Respondent, as so limited by her brief, argues only that Family Court erred when, pursuant to its April 21, 1998 order, it designated petitioner's residence as the child's primary physical residence.   In response, petitioner asserts that the parties' subsequent stipulation, which resulted in Family Court's June 4, 1999 order, renders the instant appeal moot.   Respondent, relying upon this court's prior decision in Matter of Rush v. Rush, 201 A.D.2d 836, 608 N.Y.S.2d 344, counters by arguing that although she agreed to the revised visitation schedule evidenced by Family Court's June 4, 1999 order, she did not simultaneously relinquish her right to appeal Family Court's April 21, 1998 order insofar as it directed that the child's primary physical residence be with petitioner.
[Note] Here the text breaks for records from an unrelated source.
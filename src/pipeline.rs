//! One complete run: read, number, write, render, clean up.
//!
//! The numbered markdown is staged in a temporary file beside its destination and only
//! persisted once the whole document has been rewritten, so a failed run never leaves a
//! half-numbered document behind.

use crate::error::Result;
use crate::formats::Format;
use crate::registry::SectionRegistry;
use crate::render::{RenderJob, Renderer};
use crate::rewriter::DocumentRewriter;
use std::fs;
use std::io::Write;
use std::path::{Path, PathBuf};
use tempfile::NamedTempFile;
use tracing::{info, warn};

#[derive(Clone, Debug, PartialEq, Eq)]
/// File locations for a run.
pub struct RunPlan {
    /// Source document.
    pub input: PathBuf,
    /// Where the numbered markdown is written.
    pub markdown_out: PathBuf,
    /// Where the rendered HTML is written.
    pub html_out: PathBuf,
    /// Stylesheet linked from and copied next to the HTML.
    pub stylesheet: PathBuf,
    /// Fragments spliced into the head of the HTML.
    pub header_includes: Vec<PathBuf>,
    /// Keep the numbered markdown after rendering.
    pub keep_markdown: bool,
}

/// Number `input` and atomically write the result to `output`.
///
/// # Errors
///
/// Returns any rewrite error, or an I/O error while reading or writing. `output` is left
/// untouched on failure.
pub fn write_numbered<F: Format>(
    rewriter: &DocumentRewriter<F>,
    input: &Path,
    output: &Path,
) -> Result<SectionRegistry> {
    let source = fs::read_to_string(input)?;
    let rewritten = rewriter.rewrite(&source)?;

    let dir = match output.parent() {
        Some(parent) if !parent.as_os_str().is_empty() => parent,
        _ => Path::new("."),
    };
    fs::create_dir_all(dir)?;
    let mut staged = NamedTempFile::new_in(dir)?;
    staged.write_all(rewritten.text.as_bytes())?;
    staged.persist(output).map_err(|e| e.error)?;

    info!(output = %output.display(), "wrote numbered markdown");
    Ok(rewritten.registry)
}

/// Number the document and render it.
///
/// The stylesheet is copied next to the HTML after a successful render. The intermediate
/// markdown is removed afterwards, whether rendering succeeded or not, unless the plan keeps it.
///
/// # Errors
///
/// Returns the first rewrite, I/O or renderer error.
pub fn run<F: Format, R: Renderer>(
    plan: &RunPlan,
    rewriter: &DocumentRewriter<F>,
    renderer: &R,
) -> Result<SectionRegistry> {
    let registry = write_numbered(rewriter, &plan.input, &plan.markdown_out)?;

    let rendered = render_and_publish(plan, renderer);

    if !plan.keep_markdown {
        if let Err(e) = fs::remove_file(&plan.markdown_out) {
            warn!(
                path = %plan.markdown_out.display(),
                error = %e,
                "could not remove numbered markdown"
            );
        }
    }

    rendered.map(|()| registry)
}

fn render_and_publish<R: Renderer>(plan: &RunPlan, renderer: &R) -> Result<()> {
    if let Some(dir) = plan.html_out.parent() {
        fs::create_dir_all(dir)?;
    }

    renderer.render(&RenderJob {
        document: &plan.markdown_out,
        destination: &plan.html_out,
        stylesheet: &plan.stylesheet,
        header_includes: &plan.header_includes,
    })?;

    if let (Some(dir), Some(name)) = (plan.html_out.parent(), plan.stylesheet.file_name()) {
        let target = dir.join(name);
        if target != plan.stylesheet {
            fs::copy(&plan.stylesheet, &target)?;
        }
    }
    Ok(())
}

#[cfg(test)]
#[path = "tests/pipeline.rs"]
mod tests;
The transcript of the June 3, 1999 hearing reveals that the stipulation at issue, wherein respondent agreed that the child's primary physical residence would lie with petitioner, was made in full satisfaction of the underlying modification petition and, further, that Family Court expressly advised the parties that the order resulting therefrom would supersede the April 21, 1998 order.   Under these circumstances, we are of the view that the instant appeal is moot and, to the extent that respondent wished to contest the residency issue, her remedy was to appeal Family Court's June 4, 1999 order.   As we perceive no exception to the mootness doctrine (see, Matter of Hearst Corp. v. Clyne, 50 N.Y.2d 707, 714-715, 431 N.Y.S.2d 400, 409 N.E.2d 876), the appeal is dismissed.   Moreover, were we to reach the merits, we would affirm Family Court's April 21, 1998 order, as we cannot say that Family Court's decision to designate petitioner's residence as the child's primary physical residence was not in the child's best interest (see, Eschbach v. Eschbach, 56 N.Y.2d 167, 451 N.Y.S.2d 658, 436 N.E.2d 1260).

ORDERED that the appeal is dismissed, as moot, without costs.

CREW III, J.

MERCURE, J.P., PETERS, SPAIN and GRAFFEO, JJ., concur.